-- RECORDED INFORMATION --

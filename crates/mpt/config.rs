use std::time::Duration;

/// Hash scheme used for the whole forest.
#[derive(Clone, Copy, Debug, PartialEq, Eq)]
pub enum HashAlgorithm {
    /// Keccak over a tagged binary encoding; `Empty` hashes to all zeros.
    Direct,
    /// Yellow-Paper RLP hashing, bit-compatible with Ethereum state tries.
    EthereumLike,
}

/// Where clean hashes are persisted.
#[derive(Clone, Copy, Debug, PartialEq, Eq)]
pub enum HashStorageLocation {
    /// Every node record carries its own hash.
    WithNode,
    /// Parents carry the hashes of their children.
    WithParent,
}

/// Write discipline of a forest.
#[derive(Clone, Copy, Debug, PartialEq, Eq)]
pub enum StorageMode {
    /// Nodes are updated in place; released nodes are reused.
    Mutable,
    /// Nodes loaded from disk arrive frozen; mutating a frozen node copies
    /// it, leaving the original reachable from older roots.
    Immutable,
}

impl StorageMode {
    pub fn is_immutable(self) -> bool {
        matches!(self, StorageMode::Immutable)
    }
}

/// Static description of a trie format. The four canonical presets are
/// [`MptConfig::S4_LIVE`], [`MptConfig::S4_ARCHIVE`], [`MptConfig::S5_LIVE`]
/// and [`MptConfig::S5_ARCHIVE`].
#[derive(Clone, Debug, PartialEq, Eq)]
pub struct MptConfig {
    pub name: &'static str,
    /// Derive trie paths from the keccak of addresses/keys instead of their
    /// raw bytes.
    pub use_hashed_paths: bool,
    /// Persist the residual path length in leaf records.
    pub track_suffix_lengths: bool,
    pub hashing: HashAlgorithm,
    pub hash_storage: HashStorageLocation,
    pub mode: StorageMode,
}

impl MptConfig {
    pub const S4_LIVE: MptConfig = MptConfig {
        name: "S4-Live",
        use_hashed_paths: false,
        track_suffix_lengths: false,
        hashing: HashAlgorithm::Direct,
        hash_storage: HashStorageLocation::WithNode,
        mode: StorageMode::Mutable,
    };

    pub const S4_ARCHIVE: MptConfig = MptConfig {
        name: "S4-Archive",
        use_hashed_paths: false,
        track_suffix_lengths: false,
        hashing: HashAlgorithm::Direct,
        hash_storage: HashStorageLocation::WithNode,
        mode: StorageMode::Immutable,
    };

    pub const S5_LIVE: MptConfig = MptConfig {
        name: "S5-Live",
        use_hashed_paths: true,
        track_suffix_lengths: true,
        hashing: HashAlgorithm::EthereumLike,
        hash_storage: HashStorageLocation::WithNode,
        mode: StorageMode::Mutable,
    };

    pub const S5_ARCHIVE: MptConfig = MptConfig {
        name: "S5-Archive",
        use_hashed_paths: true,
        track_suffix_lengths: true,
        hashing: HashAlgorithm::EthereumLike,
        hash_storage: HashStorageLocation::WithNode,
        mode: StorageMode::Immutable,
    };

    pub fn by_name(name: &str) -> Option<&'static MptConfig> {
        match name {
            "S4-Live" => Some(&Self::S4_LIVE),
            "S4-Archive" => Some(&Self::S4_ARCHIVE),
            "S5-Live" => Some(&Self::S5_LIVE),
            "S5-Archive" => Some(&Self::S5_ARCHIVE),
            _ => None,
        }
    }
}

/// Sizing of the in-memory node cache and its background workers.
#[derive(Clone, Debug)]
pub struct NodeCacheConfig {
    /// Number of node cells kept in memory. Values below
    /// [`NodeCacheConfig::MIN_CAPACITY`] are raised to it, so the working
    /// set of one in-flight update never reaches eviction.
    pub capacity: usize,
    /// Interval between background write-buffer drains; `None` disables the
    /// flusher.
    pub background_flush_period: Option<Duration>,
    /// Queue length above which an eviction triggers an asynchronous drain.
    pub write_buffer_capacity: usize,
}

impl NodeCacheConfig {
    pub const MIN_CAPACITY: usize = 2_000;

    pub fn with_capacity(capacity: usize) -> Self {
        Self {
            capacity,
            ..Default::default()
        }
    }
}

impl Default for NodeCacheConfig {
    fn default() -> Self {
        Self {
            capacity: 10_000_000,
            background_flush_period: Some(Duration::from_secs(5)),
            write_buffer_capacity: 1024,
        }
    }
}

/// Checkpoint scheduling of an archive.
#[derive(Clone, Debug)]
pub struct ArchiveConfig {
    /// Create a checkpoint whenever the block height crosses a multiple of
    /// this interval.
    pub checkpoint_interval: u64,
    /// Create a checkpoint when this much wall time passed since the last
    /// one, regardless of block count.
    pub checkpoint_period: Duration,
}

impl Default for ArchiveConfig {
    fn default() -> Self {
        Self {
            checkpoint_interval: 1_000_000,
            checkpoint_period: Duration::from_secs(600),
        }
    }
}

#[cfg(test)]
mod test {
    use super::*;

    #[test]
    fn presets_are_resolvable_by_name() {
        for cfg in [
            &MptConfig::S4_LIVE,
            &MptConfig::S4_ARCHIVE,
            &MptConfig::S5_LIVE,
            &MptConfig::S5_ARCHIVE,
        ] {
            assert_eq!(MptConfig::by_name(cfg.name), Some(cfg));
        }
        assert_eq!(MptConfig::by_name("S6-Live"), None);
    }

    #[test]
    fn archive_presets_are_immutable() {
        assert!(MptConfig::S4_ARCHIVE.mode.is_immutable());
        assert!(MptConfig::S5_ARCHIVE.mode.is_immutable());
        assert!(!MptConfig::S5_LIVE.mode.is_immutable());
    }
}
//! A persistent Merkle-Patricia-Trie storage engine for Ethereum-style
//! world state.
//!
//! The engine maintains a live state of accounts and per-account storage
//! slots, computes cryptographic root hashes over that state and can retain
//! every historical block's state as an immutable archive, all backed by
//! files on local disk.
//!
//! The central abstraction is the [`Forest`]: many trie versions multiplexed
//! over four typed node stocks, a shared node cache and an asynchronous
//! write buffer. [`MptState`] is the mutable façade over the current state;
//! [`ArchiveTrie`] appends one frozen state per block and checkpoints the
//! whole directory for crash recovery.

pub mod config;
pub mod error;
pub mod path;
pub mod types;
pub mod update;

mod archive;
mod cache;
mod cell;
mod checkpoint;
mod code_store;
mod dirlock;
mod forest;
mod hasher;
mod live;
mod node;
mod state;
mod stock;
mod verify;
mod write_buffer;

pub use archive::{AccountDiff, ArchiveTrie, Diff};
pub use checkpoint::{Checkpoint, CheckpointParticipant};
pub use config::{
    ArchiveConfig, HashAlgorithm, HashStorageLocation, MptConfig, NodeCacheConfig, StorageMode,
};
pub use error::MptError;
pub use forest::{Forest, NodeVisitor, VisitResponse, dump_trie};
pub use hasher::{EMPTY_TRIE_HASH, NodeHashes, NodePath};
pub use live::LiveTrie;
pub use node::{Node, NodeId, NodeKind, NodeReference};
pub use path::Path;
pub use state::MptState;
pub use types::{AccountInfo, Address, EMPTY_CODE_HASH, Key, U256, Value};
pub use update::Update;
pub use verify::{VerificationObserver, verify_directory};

-- TASK OBJECTIVE --
Among the entries above, find the line with "engine for Ethereum-style" and the line with "pub use update::Update;"; give again exactly these two lines and all lines between them.

-- YOUR SOLUTION --
//! A persistent Merkle-Patricia-Trie storage engine for Ethereum-style
//! world state.
//!
//! The engine maintains a live state of accounts and per-account storage
//! slots, computes cryptographic root hashes over that state and can retain
//! every historical block's state as an immutable archive, all backed by
//! files on local disk.
//!
//! The central abstraction is the [`Forest`]: many trie versions multiplexed
//! over four typed node stocks, a shared node cache and an asynchronous
//! write buffer. [`MptState`] is the mutable façade over the current state;
//! [`ArchiveTrie`] appends one frozen state per block and checkpoints the
//! whole directory for crash recovery.

pub mod config;
pub mod error;
pub mod path;
pub mod types;
pub mod update;

mod archive;
mod cache;
mod cell;
mod checkpoint;
mod code_store;
mod dirlock;
mod forest;
mod hasher;
mod live;
mod node;
mod state;
mod stock;
mod verify;
mod write_buffer;

pub use archive::{AccountDiff, ArchiveTrie, Diff};
pub use checkpoint::{Checkpoint, CheckpointParticipant};
pub use config::{
    ArchiveConfig, HashAlgorithm, HashStorageLocation, MptConfig, NodeCacheConfig, StorageMode,
};
pub use error::MptError;
pub use forest::{Forest, NodeVisitor, VisitResponse, dump_trie};
pub use hasher::{EMPTY_TRIE_HASH, NodeHashes, NodePath};
pub use live::LiveTrie;
pub use node::{Node, NodeId, NodeKind, NodeReference};
pub use path::Path;
pub use state::MptState;
pub use types::{AccountInfo, Address, EMPTY_CODE_HASH, Key, U256, Value};
pub use update::Update;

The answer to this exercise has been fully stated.